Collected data
=== Section Start ===
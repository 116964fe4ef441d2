//! Notification queue: one JSON record per line, oldest first.

use std::fs::OpenOptions;
use std::io::Write;

use crate::{FileStore, NotificationRecord, StoreError};

/// Ordered queue of pending notifications. The head is the oldest record.
pub trait QueueStore {
    /// Insert at the tail.
    fn append(&self, record: &NotificationRecord) -> Result<(), StoreError>;

    /// Fresh read of the whole queue in arrival order.
    fn read_all(&self) -> Result<Vec<NotificationRecord>, StoreError>;

    /// Overwrite the queue with exactly `records`.
    fn replace_all(&self, records: &[NotificationRecord]) -> Result<(), StoreError>;

    /// Drop the head, returning it. No-op on an empty queue.
    fn skip(&self) -> Result<Option<NotificationRecord>, StoreError> {
        let mut queue = self.read_all()?;
        if queue.is_empty() {
            return Ok(None);
        }
        let head = queue.remove(0);
        self.replace_all(&queue)?;
        tracing::debug!(summary = %head.summary, remaining = queue.len(), "Skipped head notification");
        Ok(Some(head))
    }
}

impl QueueStore for FileStore {
    fn append(&self, record: &NotificationRecord) -> Result<(), StoreError> {
        let mut line = serde_json::to_string(record)?;
        line.push('\n');
        let mut f = OpenOptions::new()
            .create(true)
            .append(true)
            .open(self.queue_path())?;
        f.write_all(line.as_bytes())?;
        Ok(())
    }

    fn read_all(&self) -> Result<Vec<NotificationRecord>, StoreError> {
        let text = Self::read_text(&self.queue_path())?;
        parse_queue(&text, false)
    }

    fn replace_all(&self, records: &[NotificationRecord]) -> Result<(), StoreError> {
        let mut text = String::new();
        for record in records {
            text.push_str(&serde_json::to_string(record)?);
            text.push('\n');
        }
        Self::write_atomic(&self.queue_path(), &text)
    }
}

impl FileStore {
    /// Like [`QueueStore::read_all`], but a line that does not decode is an
    /// error instead of being skipped.
    pub fn read_all_strict(&self) -> Result<Vec<NotificationRecord>, StoreError> {
        let text = Self::read_text(&self.queue_path())?;
        parse_queue(&text, true)
    }
}

/// Decode queue file contents. Blank lines are ignored; undecodable lines
/// are skipped with a warning unless `strict`.
pub fn parse_queue(text: &str, strict: bool) -> Result<Vec<NotificationRecord>, StoreError> {
    let mut records = Vec::new();
    for (idx, line) in text.lines().enumerate() {
        let line = line.trim();
        if line.is_empty() {
            continue;
        }
        match serde_json::from_str::<NotificationRecord>(line) {
            Ok(record) => records.push(record),
            Err(e) if strict => {
                return Err(StoreError::MalformedRecord {
                    line: idx + 1,
                    reason: e.to_string(),
                });
            }
            Err(e) => {
                tracing::warn!(line = idx + 1, "Skipping malformed queue record: {e}");
            }
        }
    }
    Ok(records)
}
=== Section End ===
- The task
Reproduce the records exactly as they appear.

- Answer space
repository 116964fe4ef441d2
//! Notification queue: one JSON record per line, oldest first.

use std::fs::OpenOptions;
use std::io::Write;

use crate::{FileStore, NotificationRecord, StoreError};

/// Ordered queue of pending notifications. The head is the oldest record.
pub trait QueueStore {
    /// Insert at the tail.
    fn append(&self, record: &NotificationRecord) -> Result<(), StoreError>;

    /// Fresh read of the whole queue in arrival order.
    fn read_all(&self) -> Result<Vec<NotificationRecord>, StoreError>;

    /// Overwrite the queue with exactly `records`.
    fn replace_all(&self, records: &[NotificationRecord]) -> Result<(), StoreError>;

    /// Drop the head, returning it. No-op on an empty queue.
    fn skip(&self) -> Result<Option<NotificationRecord>, StoreError> {
        let mut queue = self.read_all()?;
        if queue.is_empty() {
            return Ok(None);
        }
        let head = queue.remove(0);
        self.replace_all(&queue)?;
        tracing::debug!(summary = %head.summary, remaining = queue.len(), "Skipped head notification");
        Ok(Some(head))
    }
}

impl QueueStore for FileStore {
    fn append(&self, record: &NotificationRecord) -> Result<(), StoreError> {
        let mut line = serde_json::to_string(record)?;
        line.push('\n');
        let mut f = OpenOptions::new()
            .create(true)
            .append(true)
            .open(self.queue_path())?;
        f.write_all(line.as_bytes())?;
        Ok(())
    }

    fn read_all(&self) -> Result<Vec<NotificationRecord>, StoreError> {
        let text = Self::read_text(&self.queue_path())?;
        parse_queue(&text, false)
    }

    fn replace_all(&self, records: &[NotificationRecord]) -> Result<(), StoreError> {
        let mut text = String::new();
        for record in records {
            text.push_str(&serde_json::to_string(record)?);
            text.push('\n');
        }
        Self::write_atomic(&self.queue_path(), &text)
    }
}

impl FileStore {
    /// Like [`QueueStore::read_all`], but a line that does not decode is an
    /// error instead of being skipped.
    pub fn read_all_strict(&self) -> Result<Vec<NotificationRecord>, StoreError> {
        let text = Self::read_text(&self.queue_path())?;
        parse_queue(&text, true)
    }
}

/// Decode queue file contents. Blank lines are ignored; undecodable lines
/// are skipped with a warning unless `strict`.
pub fn parse_queue(text: &str, strict: bool) -> Result<Vec<NotificationRecord>, StoreError> {
    let mut records = Vec::new();
    for (idx, line) in text.lines().enumerate() {
        let line = line.trim();
        if line.is_empty() {
            continue;
        }
        match serde_json::from_str::<NotificationRecord>(line) {
            Ok(record) => records.push(record),
            Err(e) if strict => {
                return Err(StoreError::MalformedRecord {
                    line: idx + 1,
                    reason: e.to_string(),
                });
            }
            Err(e) => {
                tracing::warn!(line = idx + 1, "Skipping malformed queue record: {e}");
            }
        }
    }
    Ok(records)
}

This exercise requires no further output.